Lymph nodes affected by cancer present large and compact malignant cells.

In the case of rectal cancer, the state of the lymph nodes in the mesorectum (the fatty tissue enveloping the rectum, containing blood and lymph vessels, lymph nodes and nerves) is considered an important indicator of a patient’s prognosis. However, imaging techniques current in clinical practice give only “limited” knowledge of the state of the lymph nodes of patients with rectal cancer before surgery, says the article’s lead author, radiologist Inês Santiago, as cited in a statement issued by the Champalimaud.

According to Santiago, the decision-making of physicians on whether to prescribe radiotherapy or chemotherapy before surgery is undertaken to remove the tumour, rectum and mesorectum is largely based on other characteristics.

In comments to Lusa, Santiago said that the new technique "makes it possible to obtain parameters [that] classify the ganglia with greater acuity" than with conventional techniques, by "increasing the sensitivity" of the cells to "small disturbances of the magnetic field". That makes is possible to visualise the magnetic signature of the lymph nodes, so differentiating those that are benign - which present small cells that are not dense – from malignant ones.

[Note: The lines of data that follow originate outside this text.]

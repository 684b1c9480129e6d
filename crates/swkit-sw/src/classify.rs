//! Resource classification.
//!
//! Maps a request to the kind of resource it asks for. The mapping is pure:
//! the same request always lands in the same class.

use http::Method;
use serde::{Deserialize, Serialize};
use swkit_net::Request;

/// Resource class of a request.
#[derive(Debug, Clone, Copy, PartialEq, Eq, Hash, Serialize, Deserialize)]
pub enum ResourceKind {
    /// Stylesheets, scripts, fonts and images.
    StaticAsset,
    /// HTML navigations.
    Page,
    /// Calls to the site's API.
    Api,
    /// Everything else.
    Other,
}

/// Classification settings.
#[derive(Debug, Clone, PartialEq, Eq, Serialize, Deserialize)]
#[serde(default)]
pub struct ClassifierConfig {
    /// Path prefix of API calls.
    pub api_prefix: String,
    /// Hostname substring marking an API host.
    pub api_host_marker: String,
    /// File extensions (without dot) served as static assets.
    pub static_extensions: Vec<String>,
}

impl Default for ClassifierConfig {
    fn default() -> Self {
        Self {
            api_prefix: "/api/".to_string(),
            api_host_marker: "api.".to_string(),
            static_extensions: [
                "css", "js", "woff", "woff2", "png", "jpg", "jpeg", "gif", "webp", "avif", "svg",
                "ico",
            ]
            .iter()
            .map(|s| s.to_string())
            .collect(),
        }
    }
}

/// Request classifier.
#[derive(Debug, Clone, Default)]
pub struct Classifier {
    config: ClassifierConfig,
}

impl Classifier {
    pub fn new(config: ClassifierConfig) -> Self {
        Self { config }
    }

    /// Classify a request. Static assets win over pages, pages over API calls.
    pub fn classify(&self, request: &Request) -> ResourceKind {
        if self.is_static_asset(request) {
            ResourceKind::StaticAsset
        } else if self.is_page(request) {
            ResourceKind::Page
        } else if self.is_api(request) {
            ResourceKind::Api
        } else {
            ResourceKind::Other
        }
    }

    fn is_static_asset(&self, request: &Request) -> bool {
        let path = request.url.path();
        match path.rsplit_once('.') {
            Some((_, ext)) if !ext.contains('/') => {
                self.config.static_extensions.iter().any(|e| e == ext)
            }
            _ => false,
        }
    }

    fn is_page(&self, request: &Request) -> bool {
        request.method == Method::GET && request.accepts_html()
    }

    fn is_api(&self, request: &Request) -> bool {
        let path_match = request.url.path().starts_with(&self.config.api_prefix);
        let host_match = request
            .url
            .host_str()
            .is_some_and(|host| host.contains(&self.config.api_host_marker));
        path_match || host_match
    }
}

The team of scientists and doctors at the Champalimaud tested the new MRI technique on fragments of ganglia taken from patients who had been operated on for rectal cancer, confirming the data with results obtained in pathology examinations.

They then went on to apply the technique to cancer patients before they were operated, adapting it to conventional MRI scanners that have a weaker magnetic field, and went back to confirm the data with the pathology examinations made after surgery.

The next step is for the team - which includes specialists in MRI and image analysis - to validate the technique in more patients with rectal cancer and other tumours, test a stronger magnetic field and extend the experimental application of the technique to institutions with equipment other than that used at the Champalimaud.